Martin Luther King Jr. Day can do more than commemorate a great man. It can also act as a rallying cry for needs still unmet, said NAACP attorney Monique Lin-Luse Monday.
She asked a Martin Luther King Jr. Day luncheon audience at the Grand America Hotel to take on “one of the greatest civil rights challenges today.”
Too many students, especially African-Americans, are being suspended, expelled and arrested for relatively minor offenses, making them more likely to become disaffected, drop out of school and end up in prison, said Lin-Luse who is the special counsel for the Education Group of the NAACP’s Legal Defense and Educational Fund, Inc.
“The narrative can no longer be that ... some kids are lost. Every child starts the first day of kindergarten excited about being in school, excited about what they’re going to be when they grow up,” she said. “The future of our country’s economy depends on dismantling the school-to-prison pipeline.”
African-American student are three times more likely than their white peers to be suspended or expelled, and 50 percent of the arrest referrals from schools are for black or Latino students, she said.
Such punishments start at a young age — preschoolers are being expelled at three times the rate of kindergarten through 12th grade students.
“People think the kids must be bad,” Lin-Luse said. “It’s just not true.”
About 95 percent of the infractions that result in suspension or expulsion are for non-violent offenses like disrupting class or talking back to a teacher.
Once those kids are out of school, she said, they get behind on their classwork and aren’t always supervised, putting them further off-track with more dangerous behavior that could end in a prison sentence rather than college or a job.
But there are solutions. Schools can become safer and have fewer drop-outs if they do things like focus on instructive disciple rather than sending kids out of school, and refer them to guidance counselors rather than police.
“We know what works. The question is, do we have the will to make the changes necessary?” she said.
Utah Supreme Court justice Christine Durham, winner of the 2014 Rosa Parks Award, called Lin-Luse’s remarks “dead on.”
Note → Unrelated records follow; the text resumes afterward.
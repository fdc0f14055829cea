//! The news analysis workflow: `get_url -> crawl -> analyze -> save`.
//!
//! Each node owns one field of [`AgentState`] and overwrites it. The crawl
//! node ends the run early when nothing was extracted.
//!
//! # Example
//!
//! ```rust,ignore
//! use newsfactor::prelude::*;
//!
//! let pipeline = NewsPipeline::new(crawler, analyzer);
//! let state = run_workflow(pipeline, AgentState::default()).await?;
//! println!("{}", state.save_status.unwrap_or_default());
//! ```

use std::path::PathBuf;

use async_trait::async_trait;
use tracing::{info, warn};

use crate::error::Result;
use crate::graph::{CompiledStateGraph, Next, Node, StateGraph};
use crate::message::{Message, Role};
use crate::news::{
    HeaderStyle, ImpactAnalyzer, ImpactRecord, NewsCrawler, NewsRecord, UrlRecommender,
    save_records, select_url,
};

/// State carried through the workflow graph.
#[derive(Debug, Clone, Default)]
pub struct AgentState {
    /// Conversation history.
    pub messages: Vec<Message>,
    /// Listing page to crawl.
    pub url: Option<String>,
    /// Records extracted by the crawl node.
    pub news_data: Vec<NewsRecord>,
    /// Records scored by the analyze node.
    pub factor_data: Vec<ImpactRecord>,
    /// Persister status from the save node.
    pub save_status: Option<String>,
}

impl AgentState {
    /// State with a preset listing page.
    #[must_use]
    pub fn with_url(url: impl Into<String>) -> Self {
        Self {
            url: Some(url.into()),
            ..Self::default()
        }
    }

    /// State seeded with a user request, used to pick the listing page.
    #[must_use]
    pub fn from_query(query: impl Into<String>) -> Self {
        Self {
            messages: vec![Message::user(query)],
            ..Self::default()
        }
    }

    fn last_user_text(&self) -> Option<&str> {
        self.messages
            .iter()
            .rev()
            .find(|m| m.role == Role::User)
            .and_then(Message::text)
    }
}

/// Output settings for the factor snapshot.
#[derive(Debug, Clone)]
pub struct WorkflowConfig {
    /// Where the scored records go.
    pub factor_output: PathBuf,
    /// Header layout of the factor CSV.
    pub factor_header: HeaderStyle,
}

impl Default for WorkflowConfig {
    fn default() -> Self {
        Self {
            factor_output: PathBuf::from("factor.csv"),
            factor_header: HeaderStyle::Chinese,
        }
    }
}

/// Everything the workflow nodes need.
#[derive(Debug, Clone)]
pub struct NewsPipeline {
    crawler: NewsCrawler,
    analyzer: ImpactAnalyzer,
    recommender: Option<UrlRecommender>,
    config: WorkflowConfig,
}

impl NewsPipeline {
    /// Pipeline with the default output settings and no URL recommender.
    #[must_use]
    pub fn new(crawler: NewsCrawler, analyzer: ImpactAnalyzer) -> Self {
        Self {
            crawler,
            analyzer,
            recommender: None,
            config: WorkflowConfig::default(),
        }
    }

    /// Let a model choose the listing page from the user's request.
    #[must_use]
    pub fn with_recommender(mut self, recommender: UrlRecommender) -> Self {
        self.recommender = Some(recommender);
        self
    }

    /// Override the output settings.
    #[must_use]
    pub fn with_config(mut self, config: WorkflowConfig) -> Self {
        self.config = config;
        self
    }
}

struct GetUrlNode {
    recommender: Option<UrlRecommender>,
}

#[async_trait]
impl Node<AgentState> for GetUrlNode {
    fn id(&self) -> &str {
        "get_url"
    }

    async fn run(&self, mut state: AgentState) -> Result<(AgentState, Next)> {
        info!(node = "get_url", "Entering node");
        if state.url.is_none() {
            let query = state.last_user_text().unwrap_or_default().to_owned();
            let url = match &self.recommender {
                Some(recommender) if !query.is_empty() => recommender.recommend(&query).await,
                _ => select_url(&query),
            };
            state.url = Some(url);
        }
        info!(node = "get_url", url = state.url.as_deref().unwrap_or_default(), "Leaving node");
        Ok((state, Next::Continue))
    }
}

struct CrawlNode {
    crawler: NewsCrawler,
}

#[async_trait]
impl Node<AgentState> for CrawlNode {
    fn id(&self) -> &str {
        "crawl"
    }

    async fn run(&self, mut state: AgentState) -> Result<(AgentState, Next)> {
        info!(node = "crawl", "Entering node");
        let url = state.url.clone().unwrap_or_else(|| select_url(""));
        state.news_data = self.crawler.crawl(&url).await;
        if state.news_data.is_empty() {
            warn!(node = "crawl", %url, "No news extracted, ending run");
            return Ok((state, Next::End));
        }
        info!(node = "crawl", records = state.news_data.len(), "Leaving node");
        Ok((state, Next::Continue))
    }
}

struct AnalyzeNode {
    analyzer: ImpactAnalyzer,
}

#[async_trait]
impl Node<AgentState> for AnalyzeNode {
    fn id(&self) -> &str {
        "analyze"
    }

    async fn run(&self, mut state: AgentState) -> Result<(AgentState, Next)> {
        info!(node = "analyze", news = state.news_data.len(), "Entering node");
        state.factor_data = self.analyzer.analyze_all(&state.news_data).await;
        info!(node = "analyze", factors = state.factor_data.len(), "Leaving node");
        Ok((state, Next::Continue))
    }
}

struct SaveNode {
    config: WorkflowConfig,
}

#[async_trait]
impl Node<AgentState> for SaveNode {
    fn id(&self) -> &str {
        "save"
    }

    async fn run(&self, mut state: AgentState) -> Result<(AgentState, Next)> {
        info!(node = "save", "Entering node");
        let status = save_records(
            &state.factor_data,
            &self.config.factor_output,
            self.config.factor_header,
        );
        info!(node = "save", %status, "Leaving node");
        state.messages.push(Message::assistant(status.clone()));
        state.save_status = Some(status);
        Ok((state, Next::End))
    }
}

/// Build the `get_url -> crawl -> analyze -> save` graph.
///
/// # Errors
///
/// Only fails if the graph wiring is inconsistent.
pub fn news_workflow(pipeline: NewsPipeline) -> Result<CompiledStateGraph<AgentState>> {
    let NewsPipeline {
        crawler,
        analyzer,
        recommender,
        config,
    } = pipeline;

    let mut graph = StateGraph::<AgentState>::new();
    graph
        .add_node(Box::new(GetUrlNode { recommender }))
        .add_node(Box::new(CrawlNode { crawler }))
        .add_node(Box::new(AnalyzeNode { analyzer }))
        .add_node(Box::new(SaveNode { config }))
        .add_edge("get_url")
        .add_edge("crawl")
        .add_edge("analyze")
        .add_edge("save");
    Ok(graph.compile()?)
}

/// Build the workflow and run it once from `state`.
///
/// # Errors
///
/// Returns graph errors; stage failures are logged and skipped inside the
/// nodes.
pub async fn run_workflow(pipeline: NewsPipeline, state: AgentState) -> Result<AgentState> {
    let graph = news_workflow(pipeline)?;
    let state = graph.invoke(state).await?;
    info!(
        news = state.news_data.len(),
        factors = state.factor_data.len(),
        status = state.save_status.as_deref().unwrap_or("not saved"),
        "Workflow finished"
    );
    Ok(state)
}

#[cfg(test)]
mod tests {
    use std::collections::HashMap;
    use std::sync::Arc;

    use assert_fs::TempDir;
    use assert_fs::prelude::*;

    use super::*;
    use crate::chat::ChatResponse;
    use crate::crawler::{LlmExtractor, PageFetcher, WebCrawler};
    use crate::error::CrawlError;
    use crate::llms::MockProvider;
    use crate::news::{CrawlOptions, DEFAULT_NEWS_URL, ImpactLabel};

    struct MapFetcher(HashMap<String, &'static str>);

    #[async_trait]
    impl PageFetcher for MapFetcher {
        async fn fetch(&self, url: &str) -> Result<String> {
            self.0
                .get(url)
                .map(|page| (*page).to_owned())
                .ok_or_else(|| CrawlError::fetch(format!("no page for {url}")).into())
        }
    }

    fn provider() -> Arc<MockProvider> {
        Arc::new(MockProvider::from_fn(|req| {
            let text = req.last_user_text().unwrap_or_default();
            let reply = if text.contains("LISTING") {
                r#"{"items": [{"url": "https://news.test/a/1.html"}, {"url": "https://news.test/a/2.html"}]}"#
            } else if text.contains("GOOD NEWS") {
                r#"{"news_time": "09:30", "news_title": "up", "news_text": "profit", "company_involved": "A", "stock_code": "600000", "stock_short_name": "a"}"#
            } else if text.contains("BAD NEWS") {
                r#"{"news_time": "10:00", "news_title": "down", "news_text": "loss", "company_involved": "B", "stock_code": "000001", "stock_short_name": "b"}"#
            } else if text.contains("profit") {
                r#"Result: {"summary": "利润增长", "impact": +1}"#
            } else if text.contains("loss") {
                r#"{"summary": "亏损", "impact": "-1"}"#
            } else {
                "?"
            };
            Ok(ChatResponse::from_message(Message::assistant(reply)))
        }))
    }

    fn pipeline(dir: &TempDir, listing: &str) -> NewsPipeline {
        let pages = HashMap::from([
            (listing.to_owned(), "LISTING"),
            ("https://news.test/a/1.html".to_owned(), "GOOD NEWS"),
            ("https://news.test/a/2.html".to_owned(), "BAD NEWS"),
        ]);
        let provider = provider();
        let web = WebCrawler::new(
            Arc::new(MapFetcher(pages)),
            LlmExtractor::new(provider.clone()),
        );
        let crawler = NewsCrawler::new(
            web,
            CrawlOptions {
                news_output: Some(dir.child("news.csv").path().to_path_buf()),
                ..CrawlOptions::default()
            },
        );
        NewsPipeline::new(crawler, ImpactAnalyzer::new(provider)).with_config(WorkflowConfig {
            factor_output: dir.child("factor.csv").path().to_path_buf(),
            factor_header: HeaderStyle::Chinese,
        })
    }

    #[tokio::test]
    async fn runs_all_stages() {
        let dir = TempDir::new().unwrap();
        let state = run_workflow(
            pipeline(&dir, "https://news.test/list"),
            AgentState::with_url("https://news.test/list"),
        )
        .await
        .unwrap();

        assert_eq!(state.news_data.len(), 2);
        assert_eq!(state.factor_data.len(), 2);
        assert_eq!(state.factor_data[0].impact_direction, ImpactLabel::Positive);
        assert_eq!(state.factor_data[1].impact_direction, ImpactLabel::Negative);

        let factor = dir.child("factor.csv");
        let status = state.save_status.unwrap();
        assert_eq!(
            status,
            format!("Successfully saved 2 records to {}", factor.path().display())
        );
        let csv = std::fs::read_to_string(factor.path()).unwrap();
        assert!(csv.starts_with("公司名称,股票代码,股票简称,新闻时间,新闻标题,影响方向,新闻摘要"));
        assert!(csv.contains(",1,利润增长"));
        assert!(dir.child("news.csv").path().exists());
    }

    #[tokio::test]
    async fn empty_crawl_ends_before_analysis() {
        let dir = TempDir::new().unwrap();
        let state = run_workflow(
            pipeline(&dir, "https://news.test/list"),
            AgentState::with_url("https://news.test/elsewhere"),
        )
        .await
        .unwrap();

        assert!(state.news_data.is_empty());
        assert!(state.factor_data.is_empty());
        assert!(state.save_status.is_none());
        assert!(!dir.child("factor.csv").path().exists());
    }

    #[tokio::test]
    async fn get_url_defaults_without_preset() {
        let dir = TempDir::new().unwrap();
        let state = run_workflow(pipeline(&dir, DEFAULT_NEWS_URL), AgentState::from_query("今天的新闻"))
            .await
            .unwrap();

        assert_eq!(state.url.as_deref(), Some(DEFAULT_NEWS_URL));
        assert_eq!(state.factor_data.len(), 2);
    }

    #[test]
    fn graph_order() {
        let dir = TempDir::new().unwrap();
        let graph = news_workflow(pipeline(&dir, DEFAULT_NEWS_URL)).unwrap();
        assert_eq!(graph.edge_order(), ["get_url", "crawl", "analyze", "save"]);
    }
}
//! Page fetching and LLM-driven structured extraction.
//!
//! A [`WebCrawler`] fetches a page through a [`PageFetcher`], then runs an
//! [`ExtractionStrategy`] over the markdown with an [`LlmExtractor`].
//! Failures never escape [`WebCrawler::run`]; they are reported on the
//! returned [`CrawlResult`].

mod extraction;
mod fetch;

use std::sync::Arc;

use async_trait::async_trait;
use serde::{Deserialize, Serialize};
use serde_json::Value;
use tracing::{info, warn};

use crate::error::Result;

pub use extraction::{ExtractionStrategy, LlmExtractor, chunk_text, parse_items};
pub use fetch::{HttpFetcher, html_to_markdown};

/// Source of page content.
#[async_trait]
pub trait PageFetcher: Send + Sync {
    /// Fetch `url` and return its content as markdown.
    async fn fetch(&self, url: &str) -> Result<String>;
}

/// Outcome of crawling one page.
#[derive(Debug, Clone, Default, PartialEq, Serialize, Deserialize)]
pub struct CrawlResult {
    /// The crawled URL.
    pub url: String,
    /// Whether both fetch and extraction succeeded.
    pub success: bool,
    /// Page markdown, when the fetch succeeded.
    pub markdown: Option<String>,
    /// Extracted items as a JSON array, when extraction succeeded.
    pub extracted_content: Option<Value>,
    /// Failure description.
    pub error_message: Option<String>,
}

impl CrawlResult {
    fn failed(url: &str, markdown: Option<String>, error: &crate::Error) -> Self {
        Self {
            url: url.to_owned(),
            success: false,
            markdown,
            extracted_content: None,
            error_message: Some(error.to_string()),
        }
    }

    /// Extracted items, or an empty slice when extraction produced nothing
    /// or did not yield an array.
    #[must_use]
    pub fn items(&self) -> &[Value] {
        match &self.extracted_content {
            Some(Value::Array(items)) => items,
            _ => &[],
        }
    }
}

/// Fetch-then-extract crawler.
#[derive(Clone)]
pub struct WebCrawler {
    fetcher: Arc<dyn PageFetcher>,
    extractor: LlmExtractor,
}

impl std::fmt::Debug for WebCrawler {
    fn fmt(&self, f: &mut std::fmt::Formatter<'_>) -> std::fmt::Result {
        f.debug_struct("WebCrawler")
            .field("extractor", &self.extractor)
            .finish_non_exhaustive()
    }
}

impl WebCrawler {
    /// Create a crawler from a fetcher and an extractor.
    #[must_use]
    pub fn new(fetcher: Arc<dyn PageFetcher>, extractor: LlmExtractor) -> Self {
        Self { fetcher, extractor }
    }

    /// Crawl `url` and extract items according to `strategy`.
    pub async fn run(&self, url: &str, strategy: &ExtractionStrategy) -> CrawlResult {
        let markdown = match self.fetcher.fetch(url).await {
            Ok(markdown) => markdown,
            Err(e) => {
                warn!(url, error = %e, "Fetch failed");
                return CrawlResult::failed(url, None, &e);
            }
        };

        match self.extractor.extract(&markdown, strategy).await {
            Ok(items) => {
                info!(url, schema = %strategy.schema_name, items = items.len(), "Crawled page");
                CrawlResult {
                    url: url.to_owned(),
                    success: true,
                    markdown: Some(markdown),
                    extracted_content: Some(Value::Array(items)),
                    error_message: None,
                }
            }
            Err(e) => {
                warn!(url, error = %e, "Extraction failed");
                CrawlResult::failed(url, Some(markdown), &e)
            }
        }
    }
}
“It’s a precursor to what we refer to in the criminal justice system as mass incarceration, which disproportionately affects ethnic and racial minorities,” she said. “It is a scandal that in the United States of America such a status should prevail.”
Also talking about education on a day that saw several students get scholarships from the NAACP’s Salt Lake City Branch was Utah State University associate engineering professor Michael McFarland, who said discrepancies in learning don’t end with the K-12 school system.
Winner of the Dr. Martin Luther King Jr. Civil Rights Award, McFarland said there’s a shortage of women and minority students in science and technology, fields fueling the future economy.
“Women and minorities feel alienated in our program,” he said. “What I believe is all of you have a responsibility as state taxpayers. Your money should be spent on providing opportunities to all people ... to lead this state and this country in the creation of new jobs, especially high-tech jobs, that will keep this country competitive.”
Glory Stanton, a 20-year-old student at both Salt Lake Community College and the University of Utah, said she chose pre-medicine as a major after meeting a number of mentors and role models through her mother’s community involvement.
“It’s not easy,” Stanton said. “Seeing them in that field, it made it something I saw as attainable.”